Eco-friendlier: Soda water in bottle or cartridges and machine?

After realizing that I consume 2-3 bottles of soda water a day (sometimes natural sparkling mineral water sometimes just carbonated) I decided to invest in a carbonated water maker like this. Cost about $50 and the CO2 cartridges come out to about 40 cents apiece (1L of carbonated water usually costs me about $1).

The system isn’t perfect (occasional leaks, fizz peters out after a day), and I’m not saving THAT much money, but what I really want to know is – is this, as I’d assumed, better for the environment?
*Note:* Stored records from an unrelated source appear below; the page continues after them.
// SPDX-License-Identifier: Apache-2.0
// Copyright (c) 2025 Polyframe Inc.

//! Axis-aligned bounding boxes

use super::box_mesh::UNIT_CUBE_CORNERS;
use super::PointCloud;
use crate::error::{BoundsError, BoundsResult};
use nalgebra::{Point3, Vector3};
use serde::{Deserialize, Serialize};

/// Closed `[min, max]` interval along one axis
#[derive(Debug, Clone, Copy, PartialEq, Serialize, Deserialize)]
pub struct AxisExtent {
    pub min: f64,
    pub max: f64,
}

impl AxisExtent {
    pub fn new(min: f64, max: f64) -> Self {
        Self { min, max }
    }

    pub fn midpoint(&self) -> f64 {
        self.min + (self.max - self.min) / 2.0
    }

    pub fn half_range(&self) -> f64 {
        (self.max - self.min) / 2.0
    }
}

/// Axis-aligned bounding box
#[derive(Debug, Clone, Copy, PartialEq, Serialize, Deserialize)]
pub struct Aabb {
    pub min: Point3<f64>,
    pub max: Point3<f64>,
}

impl Aabb {
    pub fn new(min: Point3<f64>, max: Point3<f64>) -> Self {
        Self { min, max }
    }

    /// Box that any point supersedes on the first `expand_to_include`
    pub fn empty() -> Self {
        Self {
            min: Point3::new(f64::INFINITY, f64::INFINITY, f64::INFINITY),
            max: Point3::new(f64::NEG_INFINITY, f64::NEG_INFINITY, f64::NEG_INFINITY),
        }
    }

    pub fn is_empty(&self) -> bool {
        self.min.x > self.max.x || self.min.y > self.max.y || self.min.z > self.max.z
    }

    /// Tightest box around `points`
    pub fn from_points(points: &[Point3<f64>]) -> BoundsResult<Self> {
        if points.is_empty() {
            return Err(BoundsError::EmptySelection);
        }

        let mut bbox = Self::empty();
        for point in points {
            bbox.expand_to_include(point);
        }
        bbox.finite()
    }

    /// Tightest box around a cloud, scanned in chunks
    pub fn from_cloud(cloud: &PointCloud, parallel: bool) -> BoundsResult<Self> {
        let bbox = cloud
            .reduce(
                parallel,
                |chunk| {
                    let mut partial = Self::empty();
                    for point in chunk {
                        partial.expand_to_include(point);
                    }
                    partial
                },
                |a, b| a.merge(&b),
            )
            .ok_or(BoundsError::EmptySelection)?;

        bbox.finite()
    }

    fn finite(self) -> BoundsResult<Self> {
        if self.min.iter().chain(self.max.iter()).all(|c| c.is_finite()) {
            Ok(self)
        } else {
            Err(BoundsError::degeneracy("bounding box has non-finite extents"))
        }
    }

    pub fn expand_to_include(&mut self, point: &Point3<f64>) {
        self.min.x = self.min.x.min(point.x);
        self.min.y = self.min.y.min(point.y);
        self.min.z = self.min.z.min(point.z);

        self.max.x = self.max.x.max(point.x);
        self.max.y = self.max.y.max(point.y);
        self.max.z = self.max.z.max(point.z);
    }

    /// Smallest box containing both boxes
    pub fn merge(&self, other: &Aabb) -> Aabb {
        Aabb {
            min: self.min.inf(&other.min),
            max: self.max.sup(&other.max),
        }
    }

    /// The three per-axis intervals
    pub fn extents(&self) -> [AxisExtent; 3] {
        [
            AxisExtent::new(self.min.x, self.max.x),
            AxisExtent::new(self.min.y, self.max.y),
            AxisExtent::new(self.min.z, self.max.z),
        ]
    }

    pub fn center(&self) -> Point3<f64> {
        let [x, y, z] = self.extents();
        Point3::new(x.midpoint(), y.midpoint(), z.midpoint())
    }

    pub fn half_extents(&self) -> Vector3<f64> {
        let [x, y, z] = self.extents();
        Vector3::new(x.half_range(), y.half_range(), z.half_range())
    }

    pub fn size(&self) -> Vector3<f64> {
        self.max - self.min
    }

    pub fn volume(&self) -> f64 {
        let size = self.size();
        size.x * size.y * size.z
    }

    /// World-space corners in canonical box order
    pub fn corners(&self) -> [Point3<f64>; 8] {
        let center = self.center();
        let half = self.half_extents();
        UNIT_CUBE_CORNERS.map(|sign| center + Vector3::from(sign).component_mul(&half))
    }

    /// Check whether `point` lies inside the box, allowing `tolerance` slack
    pub fn contains(&self, point: &Point3<f64>, tolerance: f64) -> bool {
        (0..3).all(|i| point[i] >= self.min[i] - tolerance && point[i] <= self.max[i] + tolerance)
    }

    /// Check if two bounding boxes are approximately equal within tolerance
    pub fn approx_eq(&self, other: &Aabb, tolerance: f64) -> bool {
        (self.min - other.min).amax() < tolerance && (self.max - other.max).amax() < tolerance
    }
}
I know a truck doesn’t have to transport water, so that’s a plus, but is less energy going into making those cartridges versus plastic bottles? Or to recycle either?

Thanks in advance for any insight! I wasn’t sure if there would be a definite factual answer for this, or if this counts as food, so I hope I have the right category.

It’s probably a wash. I’m guessing it takes a lot more energy to produce a 12 or 16 gram CO2 cartridge than a 1-L plastic bottle. But it probably costs a lot less to transport a pack of 24 cartridges than 24 L of water, so that might even out. Both are easily recyclable, although you save more energy recycling a ton of steel than a ton of plastic.
In any case, the difference (if any) is likely very small compared to the amount of energy you use driving to the supermarket once. So if you can eliminate even one trip to the store by stocking up on CO2 cartridges (120 cartridges will easily fit in your pantry, while 120 water bottles take up a lot of space), I’d say they’d be the “green” choice.